Courses in the Scientific Inquiry (SI) domain are designed to provide students with an opportunity to learn the methods of modern science and its impact in understanding the world around us. Courses are designed to help students develop a more complete perspective about science and the scientific process, including: an understanding of the major principles guiding modern scientific thought; a comprehension of the varying approaches and aspects of science; an appreciation of the connection among the sciences and the fundamental role of mathematics in practicing science; an awareness of the roles and limitations of theories and models in interpreting, understanding, and predicting natural phenomena; and a realization of how these theories and models change or are supplanted as our knowledge increases.
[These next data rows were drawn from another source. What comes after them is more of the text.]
use std::num::NonZeroU32;
use std::path::Path;
use std::sync::{Arc, Mutex};

use async_trait::async_trait;
use axum::extract::FromRef;
use axum_extra::extract::cookie::Key;
use bookshelf::application::repos::{BackendKind, BookDatabase, RepoError};
use bookshelf::config::{
    DEFAULT_PUBSUB_TOPIC, DatabaseBackend, DatastoreSettings, GAE_INSTANCE_VAR, GcpSettings,
    LogFormat, LoggingSettings, MongoSettings, MySqlSettings, OAUTH2_CALLBACK_VAR, OAuthSettings,
    PubsubSettings, RuntimeEnv, SecretString, SessionSettings, Settings, StorageSettings,
};
use bookshelf::domain::books::Book;
use bookshelf::infra::bootstrap::AppContext;
use bookshelf::infra::db::{
    BackendFactory, CLOUD_SQL_SOCKET_DIR, MemoryBookDatabase, MySqlTarget, open_database,
};
use bookshelf::infra::error::InfraError;
use bookshelf::infra::pubsub::PubsubError;
use tracing::level_filters::LevelFilter;

fn settings(database: DatabaseBackend) -> Settings {
    Settings {
        logging: LoggingSettings {
            level: LevelFilter::INFO,
            format: LogFormat::Compact,
        },
        database,
        storage: None,
        oauth: None,
        session: SessionSettings {
            secret: SecretString::new("integration-secret"),
            cookie_name: "bookshelf-session".to_string(),
            max_age: None,
            secure: false,
        },
        pubsub: None,
        gcp: GcpSettings::default(),
    }
}

fn mysql_settings() -> MySqlSettings {
    MySqlSettings {
        username: "root".to_string(),
        password: SecretString::new(""),
        instance: "bookshelf:us-east4:library".to_string(),
        host: "db.internal".to_string(),
        port: 3307,
        database: "library".to_string(),
        max_connections: NonZeroU32::new(5).expect("non-zero"),
    }
}

/// Records which constructor was invoked and hands back in-memory storage tagged with that kind.
#[derive(Default)]
struct RecordingFactory {
    calls: Mutex<Vec<String>>,
}

impl RecordingFactory {
    fn calls(&self) -> Vec<String> {
        self.calls.lock().expect("calls lock").clone()
    }

    fn record(&self, call: String) {
        self.calls.lock().expect("calls lock").push(call);
    }
}

struct TaggedDatabase {
    inner: MemoryBookDatabase,
    kind: BackendKind,
}

#[async_trait]
impl BookDatabase for TaggedDatabase {
    async fn list_books(&self) -> Result<Vec<Book>, RepoError> {
        self.inner.list_books().await
    }

    async fn list_books_created_by(
        &self,
        user_id: &str,
    ) -> Result<Vec<Book>, RepoError> {
        self.inner.list_books_created_by(user_id).await
    }

    async fn get_book(&self, id: i64) -> Result<Book, RepoError> {
        self.inner.get_book(id).await
    }

    async fn add_book(&self, book: &Book) -> Result<i64, RepoError> {
        self.inner.add_book(book).await
    }

    async fn update_book(&self, book: &Book) -> Result<(), RepoError> {
        self.inner.update_book(book).await
    }

    async fn delete_book(&self, id: i64) -> Result<(), RepoError> {
        self.inner.delete_book(id).await
    }

    async fn close(&self) {
        self.inner.close().await;
    }

    fn backend(&self) -> BackendKind {
        self.kind
    }
}

fn tagged(kind: BackendKind) -> Arc<dyn BookDatabase> {
    Arc::new(TaggedDatabase {
        inner: MemoryBookDatabase::new(),
        kind,
    })
}

#[async_trait]
impl BackendFactory for RecordingFactory {
    async fn memory(&self) -> Result<Arc<dyn BookDatabase>, InfraError> {
        self.record("memory".to_string());
        Ok(tagged(BackendKind::Memory))
    }

    async fn mysql(
        &self,
        _settings: &MySqlSettings,
        target: MySqlTarget,
    ) -> Result<Arc<dyn BookDatabase>, InfraError> {
        self.record(format!("mysql {target:?}"));
        Ok(tagged(BackendKind::MySql))
    }

    async fn mongo(&self, settings: &MongoSettings) -> Result<Arc<dyn BookDatabase>, InfraError> {
        self.record(format!("mongo {}", settings.address));
        Ok(tagged(BackendKind::Mongo))
    }

    async fn datastore(
        &self,
        settings: &DatastoreSettings,
        credentials: Option<&Path>,
        emulator_host: Option<&str>,
    ) -> Result<Arc<dyn BookDatabase>, InfraError> {
        self.record(format!(
            "datastore {} {:?} {:?}",
            settings.project_id, credentials, emulator_host
        ));
        Ok(tagged(BackendKind::Datastore))
    }
}

/// Every network-backed constructor fails.
struct UnreachableFactory;

#[async_trait]
impl BackendFactory for UnreachableFactory {
    async fn memory(&self) -> Result<Arc<dyn BookDatabase>, InfraError> {
        Ok(tagged(BackendKind::Memory))
    }

    async fn mysql(
        &self,
        _settings: &MySqlSettings,
        _target: MySqlTarget,
    ) -> Result<Arc<dyn BookDatabase>, InfraError> {
        Err(InfraError::database("connection refused"))
    }

    async fn mongo(&self, _settings: &MongoSettings) -> Result<Arc<dyn BookDatabase>, InfraError> {
        Err(InfraError::database("connection refused"))
    }

    async fn datastore(
        &self,
        _settings: &DatastoreSettings,
        _credentials: Option<&Path>,
        _emulator_host: Option<&str>,
    ) -> Result<Arc<dyn BookDatabase>, InfraError> {
        Err(InfraError::database("connection refused"))
    }
}

#[tokio::test]
async fn memory_bootstrap_builds_required_handles() {
    let context = AppContext::bootstrap(settings(DatabaseBackend::Memory), &RuntimeEnv::default())
        .await
        .expect("bootstrap");

    assert_eq!(context.db.backend(), BackendKind::Memory);
    assert!(context.storage.is_none());
    assert!(context.oauth.is_none());
    assert!(context.pubsub.is_none());
    assert_eq!(context.sessions.cookie_name(), "bookshelf-session");

    let id = context
        .db
        .add_book(&Book {
            title: "Dune".to_string(),
            ..Default::default()
        })
        .await
        .expect("add book");
    assert_eq!(context.db.get_book(id).await.expect("get").title, "Dune");

    context.shutdown().await;
}

#[tokio::test]
async fn pubsub_with_memory_database_yields_no_client() {
    let mut settings = settings(DatabaseBackend::Memory);
    settings.pubsub = Some(PubsubSettings {
        project_id: "bookshelf-project".to_string(),
        topic: DEFAULT_PUBSUB_TOPIC.to_string(),
    });
    // A credentials path that does not exist would fail any real client construction.
    settings.gcp.credentials_file = Some("/nonexistent/service-account.json".into());

    let context = AppContext::bootstrap(settings, &RuntimeEnv::default())
        .await
        .expect("bootstrap continues without pubsub");

    assert!(context.pubsub.is_none());
    assert_eq!(context.db.backend(), BackendKind::Memory);
}

#[tokio::test]
async fn oauth_redirect_follows_runtime_callback() {
    let mut settings = settings(DatabaseBackend::Memory);
    settings.oauth = Some(OAuthSettings {
        client_id: "client".to_string(),
        client_secret: SecretString::new("secret"),
        redirect_url: Some("http://configured.example.com/oauth2callback".to_string()),
    });
    let env = RuntimeEnv::from_vars([(
        OAUTH2_CALLBACK_VAR,
        "https://bookshelf.example.com/oauth2callback",
    )]);

    let context = AppContext::bootstrap(settings, &env)
        .await
        .expect("bootstrap");
    let oauth = context.oauth.expect("oauth configured");
    assert_eq!(
        oauth.redirect_url().as_str(),
        "https://bookshelf.example.com/oauth2callback"
    );
}

#[tokio::test]
async fn only_the_selected_backend_is_constructed() {
    let env = RuntimeEnv::default();
    let gcp = GcpSettings::default();

    let cases = [
        (DatabaseBackend::Memory, "memory"),
        (DatabaseBackend::MySql(mysql_settings()), "mysql"),
        (
            DatabaseBackend::Mongo(MongoSettings {
                address: "mongo.internal:27017".to_string(),
                credential: None,
                database: "bookshelf".to_string(),
            }),
            "mongo mongo.internal:27017",
        ),
        (
            DatabaseBackend::Datastore(DatastoreSettings {
                project_id: "bookshelf-project".to_string(),
            }),
            "datastore bookshelf-project",
        ),
    ];

    for (backend, expected_prefix) in cases {
        let factory = RecordingFactory::default();
        let db = open_database(&backend, &env, &gcp, &factory)
            .await
            .expect("open database");

        let calls = factory.calls();
        assert_eq!(calls.len(), 1, "exactly one constructor for {expected_prefix}");
        assert!(
            calls[0].starts_with(expected_prefix),
            "unexpected call {:?}",
            calls[0]
        );
        assert_eq!(db.backend(), backend.kind());
    }
}

#[tokio::test]
async fn mysql_target_depends_on_app_engine_instance() {
    let gcp = GcpSettings::default();
    let backend = DatabaseBackend::MySql(mysql_settings());

    let local = RecordingFactory::default();
    open_database(&backend, &RuntimeEnv::default(), &gcp, &local)
        .await
        .expect("local");
    assert_eq!(
        local.calls(),
        vec![format!(
            "mysql {:?}",
            MySqlTarget::Tcp {
                host: "db.internal".to_string(),
                port: 3307,
            }
        )]
    );

    let production = RecordingFactory::default();
    let env = RuntimeEnv::from_vars([(GAE_INSTANCE_VAR, "aef-default-20240101t000000-abcd")]);
    open_database(&backend, &env, &gcp, &production)
        .await
        .expect("production");
    assert_eq!(
        production.calls(),
        vec![format!(
            "mysql {:?}",
            MySqlTarget::UnixSocket(
                Path::new(CLOUD_SQL_SOCKET_DIR).join("bookshelf:us-east4:library")
            )
        )]
    );
}

#[tokio::test]
async fn database_errors_are_fatal() {
    let err = AppContext::bootstrap_with(
        settings(DatabaseBackend::MySql(mysql_settings())),
        &RuntimeEnv::default(),
        &UnreachableFactory,
    )
    .await
    .expect_err("database failure aborts startup");

    assert!(matches!(err, InfraError::Database { .. }));
}

#[tokio::test]
async fn storage_credential_errors_are_fatal() {
    let mut settings = settings(DatabaseBackend::MySql(mysql_settings()));
    settings.storage = Some(StorageSettings {
        bucket: "bookshelf-covers".to_string(),
    });
    settings.gcp.credentials_file = Some("/nonexistent/key.json".into());

    let factory = RecordingFactory::default();
    let err = AppContext::bootstrap_with(settings, &RuntimeEnv::default(), &factory)
        .await
        .expect_err("storage failure aborts startup");

    assert!(matches!(err, InfraError::Credentials { .. }));
    assert!(err.to_string().contains("/nonexistent/key.json"));
    assert_eq!(factory.calls().len(), 1);
}

#[tokio::test]
async fn pubsub_client_errors_are_fatal_for_shared_databases() {
    let mut settings = settings(DatabaseBackend::MySql(mysql_settings()));
    settings.pubsub = Some(PubsubSettings {
        project_id: "bookshelf-project".to_string(),
        topic: DEFAULT_PUBSUB_TOPIC.to_string(),
    });
    settings.gcp.credentials_file = Some("/nonexistent/key.json".into());

    let err = AppContext::bootstrap_with(
        settings,
        &RuntimeEnv::default(),
        &RecordingFactory::default(),
    )
    .await
    .expect_err("pubsub failure aborts startup");

    assert!(matches!(err, InfraError::Pubsub(PubsubError::Client(_))));
}

#[tokio::test]
async fn context_exposes_session_key_for_extractors() {
    let context = AppContext::bootstrap_with(
        settings(DatabaseBackend::Memory),
        &RuntimeEnv::default(),
        &RecordingFactory::default(),
    )
    .await
    .expect("bootstrap");

    let key = Key::from_ref(&context);
    assert_eq!(key.master(), context.sessions.key().master());
}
Where required, the Quantitative Reasoning and Technological Literacy sequence (LSP 120 & LSP 121) is a prerequisite for SI Domain courses.  Students have the option to test out of one or both of these courses.  Generally three SI courses are required; depending on their program of study students may be required to take a designated SI Science as a Way of Knowing (SWK), SI Lab, or both.  Students who complete both LSP 120 and LSP 121 will have their total Domain Area requirements reduced by one.  Within the SI Domain, only non-lab SI courses are eligible for this reduction.

Learning Outcomes

Scientific Inquiry: Science as a Way of Knowing 

​Students will be able to:

  • Identify the types of questions that can and cannot be answered by science, and recognize the strengths and limitations of science in answering questions about the natural world.
  • Critically evaluate the assumptions that underlie scientific investigations.
  • Substantiate the claim that scientific knowledge is durable but can evolve with new evidence and perspectives.
  • Connect evidence to the predictions made by theories and hypotheses, and then assess the extent to which the presented evidence supports or refutes a scientific claim.
  • Evaluate the role of creativity, curiosity, skepticism, open‐mindedness and diligence of individuals in scientific discovery and innovation.
  • Recognize the uncertainty inherent in the scientific approach and evaluate scientists’ efforts to minimize and understand its effect through experimental design, data collection, data analysis and interpretation.
  • Evaluate the role of communication, collaboration, diversity and peer review in promoting scientific progress and the quality of scientific evidence and ideas, and ensuring compliance with ethical standards.
  • Determine the extent to which science both influences and is influenced by the societies
  • Apply scientific approaches to problem solving and decision‐making in their own lives, and evaluate how scientific knowledge informs policies, regulations, and personal decisions.

Scientific Inquiry: Lab

​Students will be able to:

  • Understand how science serves as a mechanism for inquiry into the natural world through hands‐on, experience‐based investigation.
  • ​Pose meaningful scientific questions and generate testable scientific
    hypotheses.
  • Plan, design and conduct scientific investigations in a collaborative
    environment using appropriate tools and techniques to gather relevant data in order to test and revise scientific hypotheses.
  • Develop and use scientific models (conceptual, physical, and
    mathematical) to make predictions and develop explanations of natural phenomena.
  • Address variability in the data and recognize and analyze alternative
    explanations and predictions.
  • Communicate scientific procedures.

 Scientific Inquiry: Elective

​Students will be able to:

  • Apply appropriate concepts, tools, and techniques of scientific inquiry.
  • Describe how natural scientific, mathematical, and/or computational methodologies function as mechanisms for inquiry.
  • Explain the interaction between the content of their SI-Elective course and other scientific disciplines or the broader society.

Courses

Below please find examples of courses previously offered for scientific inquiry credit. For information on current offerings, please consult Campus Connection.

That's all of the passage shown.